A court case against you is tossed out. You’re free and clear, right?
Not so, at least if it’s a DWI offense. Even without a conviction, you can still lose your license.
The reason is something called “implied consent.” When you apply for a driver’s license in North Carolina — or any state in the U.S. — it is implied that you give your consent to certain measures in case you are suspected of impaired driving. These include blowing into a breathalyzer, doing a field sobriety test, and possibly undergoing other chemical tests to determine if you have been drinking behind the wheel.
Recently in North Carolina, a Mount Airy woman was arrested and booked for DWI. She failed her field sobriety test and, according to police, showed visible signs of impairment.
However, the judge ruled that the police did not have probable cause for stopping her vehicle — it was not weaving or otherwise operating in a suspicious manner. So the case was thrown out.

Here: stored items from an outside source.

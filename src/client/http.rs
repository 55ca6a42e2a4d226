//! HTTP implementation of the provider boundary.
//!
//! Thin wrapper over the Gemini REST surface: generateContent (unary and
//! SSE streaming), the research-task resource, and the file store. All
//! failures are mapped through the error taxonomy before they leave this
//! module; status codes win over message heuristics.

use async_trait::async_trait;
use chrono::Utc;
use eventsource_stream::Eventsource;
use futures_util::StreamExt;
use secrecy::ExposeSecret;
use serde::{Deserialize, Serialize};

use super::request::GenerateContentRequest;
use super::{ModelBackend, ModelResponse, ProviderEvent, ProviderStream, ResearchSnapshot};
use crate::config::GeminiConfig;
use crate::error::{GeminiError, from_status};
use crate::types::{FileRef, FileState, FinishReason, ResearchPhase, ResearchTask, ToolCall};

/// Shared HTTP backend, cheap to clone behind an `Arc`.
pub struct GeminiHttpBackend {
    config: GeminiConfig,
    http: reqwest::Client,
}

impl std::fmt::Debug for GeminiHttpBackend {
    fn fmt(&self, f: &mut std::fmt::Formatter<'_>) -> std::fmt::Result {
        f.debug_struct("GeminiHttpBackend")
            .field("base_url", &self.config.base_url)
            .field("model", &self.config.model)
            .finish()
    }
}

impl GeminiHttpBackend {
    pub fn new(config: GeminiConfig) -> Result<Self, GeminiError> {
        let mut builder = reqwest::Client::builder();
        if let Some(timeout) = config.http.timeout {
            builder = builder.timeout(timeout);
        }
        if let Some(connect) = config.http.connect_timeout {
            builder = builder.connect_timeout(connect);
        }
        let http = builder
            .build()
            .map_err(|e| GeminiError::Network(format!("failed to build HTTP client: {e}")))?;
        Ok(Self { config, http })
    }

    /// The HTTP client, shared with the URL-context resolver.
    pub fn http_client(&self) -> reqwest::Client {
        self.http.clone()
    }

    fn url(&self, path: &str) -> String {
        format!("{}/{}", self.config.base_url.trim_end_matches('/'), path)
    }

    fn authed(&self, builder: reqwest::RequestBuilder) -> reqwest::RequestBuilder {
        let mut builder = builder.header("x-goog-api-key", self.config.api_key.expose_secret());
        for (name, value) in &self.config.http.headers {
            builder = builder.header(name, value);
        }
        builder
    }

    async fn check(response: reqwest::Response) -> Result<reqwest::Response, GeminiError> {
        let status = response.status();
        if status.is_success() {
            return Ok(response);
        }
        let body = response.text().await.unwrap_or_default();
        Err(from_status(status.as_u16(), &body))
    }
}

#[async_trait]
impl ModelBackend for GeminiHttpBackend {
    async fn generate(&self, request: GenerateContentRequest) -> Result<ModelResponse, GeminiError> {
        let url = self.url(&format!("models/{}:generateContent", request.model));
        let response = self.authed(self.http.post(&url)).json(&request).send().await?;
        let response = Self::check(response).await?;
        let body: GenerateContentResponse = response.json().await.map_err(GeminiError::from)?;
        model_response_from_wire(body)
    }

    async fn generate_stream(
        &self,
        request: GenerateContentRequest,
    ) -> Result<ProviderStream, GeminiError> {
        let url = self.url(&format!("models/{}:streamGenerateContent", request.model));
        let response = self
            .authed(self.http.post(&url).query(&[("alt", "sse")]))
            .json(&request)
            .send()
            .await?;
        let response = Self::check(response).await?;

        let mut events = response.bytes_stream().eventsource();
        let stream = async_stream::stream! {
            let mut saw_tool_call = false;
            while let Some(event) = events.next().await {
                match event {
                    Ok(event) => {
                        let data = event.data.trim();
                        if data.is_empty() || data == "[DONE]" {
                            continue;
                        }
                        match serde_json::from_str::<GenerateContentResponse>(data) {
                            Ok(chunk) => {
                                for ev in events_from_chunk(chunk, &mut saw_tool_call) {
                                    yield ev;
                                }
                            }
                            Err(e) => {
                                yield Err(GeminiError::Generic(format!(
                                    "failed to parse SSE chunk: {e}"
                                )));
                                return;
                            }
                        }
                    }
                    Err(e) => {
                        yield Err(GeminiError::Network(format!("SSE stream error: {e}")));
                        return;
                    }
                }
            }
        };
        Ok(Box::pin(stream))
    }

    async fn submit_research(
        &self,
        request: GenerateContentRequest,
    ) -> Result<ResearchTask, GeminiError> {
        let url = self.url("researchTasks");
        let response = self.authed(self.http.post(&url)).json(&request).send().await?;
        let response = Self::check(response).await?;
        let body: ResearchTaskResource = response.json().await.map_err(GeminiError::from)?;
        tracing::info!(task_id = %body.task_id, "submitted research task");
        Ok(ResearchTask {
            task_id: body.task_id,
            phase: phase_from_wire(&body.phase),
            created_at: Utc::now(),
        })
    }

    async fn poll_research(&self, task_id: &str) -> Result<ResearchSnapshot, GeminiError> {
        let url = self.url(&format!("researchTasks/{task_id}"));
        let response = self.authed(self.http.get(&url)).send().await?;
        let response = Self::check(response).await?;
        let body: ResearchTaskResource = response.json().await.map_err(GeminiError::from)?;
        Ok(ResearchSnapshot {
            task_id: body.task_id,
            phase: phase_from_wire(&body.phase),
            thoughts: body.thoughts,
            answer: body.answer,
            error: body.error,
        })
    }

    async fn follow_up_research(&self, task_id: &str, question: &str) -> Result<(), GeminiError> {
        let url = self.url(&format!("researchTasks/{task_id}:followUp"));
        let response = self
            .authed(self.http.post(&url))
            .json(&serde_json::json!({ "question": question }))
            .send()
            .await?;
        Self::check(response).await?;
        Ok(())
    }

    async fn upload_file(&self, bytes: Vec<u8>, mime_type: &str) -> Result<FileRef, GeminiError> {
        let url = self.url("files");
        let response = self
            .authed(self.http.post(&url).query(&[("uploadType", "media")]))
            .header(reqwest::header::CONTENT_TYPE, mime_type)
            .body(bytes)
            .send()
            .await?;
        let response = Self::check(response).await?;
        let body: FileResource = response.json().await.map_err(GeminiError::from)?;
        Ok(body.into_file_ref())
    }

    async fn file_status(&self, name: &str) -> Result<FileRef, GeminiError> {
        let url = self.url(&format!("files/{}", name.trim_start_matches("files/")));
        let response = self.authed(self.http.get(&url)).send().await?;
        let response = Self::check(response).await?;
        let body: FileResource = response.json().await.map_err(GeminiError::from)?;
        Ok(body.into_file_ref())
    }
}

// ---------------------------------------------------------------------------
// Wire response shapes
// ---------------------------------------------------------------------------

#[derive(Debug, Deserialize)]
#[serde(rename_all = "camelCase")]
struct GenerateContentResponse {
    #[serde(default)]
    candidates: Vec<Candidate>,
    prompt_feedback: Option<PromptFeedback>,
}

#[derive(Debug, Deserialize)]
#[serde(rename_all = "camelCase")]
struct Candidate {
    content: Option<CandidateContent>,
    finish_reason: Option<String>,
    grounding_metadata: Option<serde_json::Value>,
}

#[derive(Debug, Deserialize)]
struct CandidateContent {
    #[serde(default)]
    parts: Vec<CandidatePart>,
}

#[derive(Debug, Deserialize)]
#[serde(rename_all = "camelCase")]
struct CandidatePart {
    text: Option<String>,
    #[serde(default)]
    thought: Option<bool>,
    function_call: Option<WireCall>,
}

#[derive(Debug, Deserialize)]
struct WireCall {
    name: String,
    #[serde(default)]
    args: serde_json::Value,
}

#[derive(Debug, Deserialize)]
#[serde(rename_all = "camelCase")]
struct PromptFeedback {
    block_reason: Option<String>,
}

#[derive(Debug, Serialize, Deserialize)]
#[serde(rename_all = "camelCase")]
struct ResearchTaskResource {
    task_id: String,
    phase: String,
    #[serde(default)]
    thoughts: Vec<String>,
    #[serde(default)]
    answer: Option<String>,
    #[serde(default)]
    error: Option<String>,
}

#[derive(Debug, Deserialize)]
#[serde(rename_all = "camelCase")]
struct FileResource {
    name: String,
    #[serde(default)]
    uri: Option<String>,
    mime_type: String,
    state: String,
}

impl FileResource {
    fn into_file_ref(self) -> FileRef {
        let state = match self.state.as_str() {
            "ACTIVE" => FileState::Active,
            "FAILED" => FileState::Failed,
            _ => FileState::Processing,
        };
        FileRef {
            uri: self.uri.unwrap_or_else(|| self.name.clone()),
            name: self.name,
            mime_type: self.mime_type,
            state,
        }
    }
}

fn finish_reason_from_wire(reason: &str) -> FinishReason {
    match reason {
        "STOP" => FinishReason::Stop,
        "MAX_TOKENS" => FinishReason::Length,
        "SAFETY" => FinishReason::Safety,
        "RECITATION" => FinishReason::Recitation,
        _ => FinishReason::Unknown,
    }
}

fn phase_from_wire(phase: &str) -> ResearchPhase {
    match phase {
        "QUEUED" => ResearchPhase::Queued,
        "RUNNING" => ResearchPhase::Running,
        "THINKING" => ResearchPhase::Thinking,
        "COMPLETE" => ResearchPhase::Complete,
        "ERROR" => ResearchPhase::Error,
        "CANCELLED" => ResearchPhase::Cancelled,
        other => {
            tracing::warn!(phase = other, "unknown research phase, treating as running");
            ResearchPhase::Running
        }
    }
}

/// Convert one streamed chunk into provider events.
fn events_from_chunk(
    chunk: GenerateContentResponse,
    saw_tool_call: &mut bool,
) -> Vec<Result<ProviderEvent, GeminiError>> {
    if let Some(feedback) = &chunk.prompt_feedback {
        if let Some(reason) = &feedback.block_reason {
            return vec![Err(GeminiError::Safety(format!(
                "prompt blocked: {reason}"
            )))];
        }
    }

    let mut out = Vec::new();
    for candidate in chunk.candidates {
        if let Some(content) = candidate.content {
            for part in content.parts {
                if let Some(call) = part.function_call {
                    *saw_tool_call = true;
                    out.push(Ok(ProviderEvent::ToolCall(ToolCall {
                        name: call.name,
                        args: call.args,
                    })));
                } else if let Some(text) = part.text {
                    if text.is_empty() {
                        continue;
                    }
                    if part.thought.unwrap_or(false) {
                        out.push(Ok(ProviderEvent::ThoughtDelta(text)));
                    } else {
                        out.push(Ok(ProviderEvent::TextDelta(text)));
                    }
                }
            }
        }
        if let Some(grounding) = candidate.grounding_metadata {
            out.push(Ok(ProviderEvent::Grounding(grounding)));
        }
        if let Some(reason) = candidate.finish_reason {
            let mapped = match finish_reason_from_wire(&reason) {
                // Tool-call parts arrive with a plain STOP; the presence of
                // calls is what routes the round.
                FinishReason::Stop if *saw_tool_call => FinishReason::ToolCalls,
                other => other,
            };
            out.push(Ok(ProviderEvent::Finish(mapped)));
        }
    }
    out
}

fn model_response_from_wire(body: GenerateContentResponse) -> Result<ModelResponse, GeminiError> {
    if let Some(feedback) = &body.prompt_feedback {
        if let Some(reason) = &feedback.block_reason {
            return Err(GeminiError::Safety(format!("prompt blocked: {reason}")));
        }
    }

    let Some(candidate) = body.candidates.into_iter().next() else {
        return Err(GeminiError::Generic("response has no candidates".into()));
    };

    let mut text = String::new();
    let mut thoughts = Vec::new();
    let mut tool_calls = Vec::new();
    if let Some(content) = candidate.content {
        for part in content.parts {
            if let Some(call) = part.function_call {
                tool_calls.push(ToolCall {
                    name: call.name,
                    args: call.args,
                });
            } else if let Some(t) = part.text {
                if part.thought.unwrap_or(false) {
                    thoughts.push(t);
                } else {
                    text.push_str(&t);
                }
            }
        }
    }

    let finish_reason = match candidate.finish_reason.as_deref() {
        Some(reason) => match finish_reason_from_wire(reason) {
            FinishReason::Stop if !tool_calls.is_empty() => FinishReason::ToolCalls,
            other => other,
        },
        None if !tool_calls.is_empty() => FinishReason::ToolCalls,
        None => FinishReason::Unknown,
    };

    Ok(ModelResponse {
        text,
        thoughts,
        tool_calls,
        grounding: candidate.grounding_metadata,
        finish_reason,
    })
}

That’s when implied consent took over: the DMV still revoked her license for a year. As it turns out, the exclusionary rule —– the principle that evidence obtained illegally cannot be admitted in court — does not apply to license revocation.
There were a couple of judicial flip-flops. The driver appealed, and a Superior Court judge reversed the DMV’s decision. But eventually the North Carolina Court of Appeals overturned the Superior Court’s decision. The revocation stands.
Every state has an implied consent rule, and Supreme Courts in a number of states have ruled that evidence from illegal searches can be used to support license suspension, even if it cannot be used in a trial.
Ultimately, what the ruling — and the principle of implied consent — come down to is that driving is a privilege. When you sign that document to receive your license, you’ve made a bargain with the DMV. The state has granted you the privilege to drive, and in turn, you will never drive impaired.
All told, a fair deal in North Carolina or any state.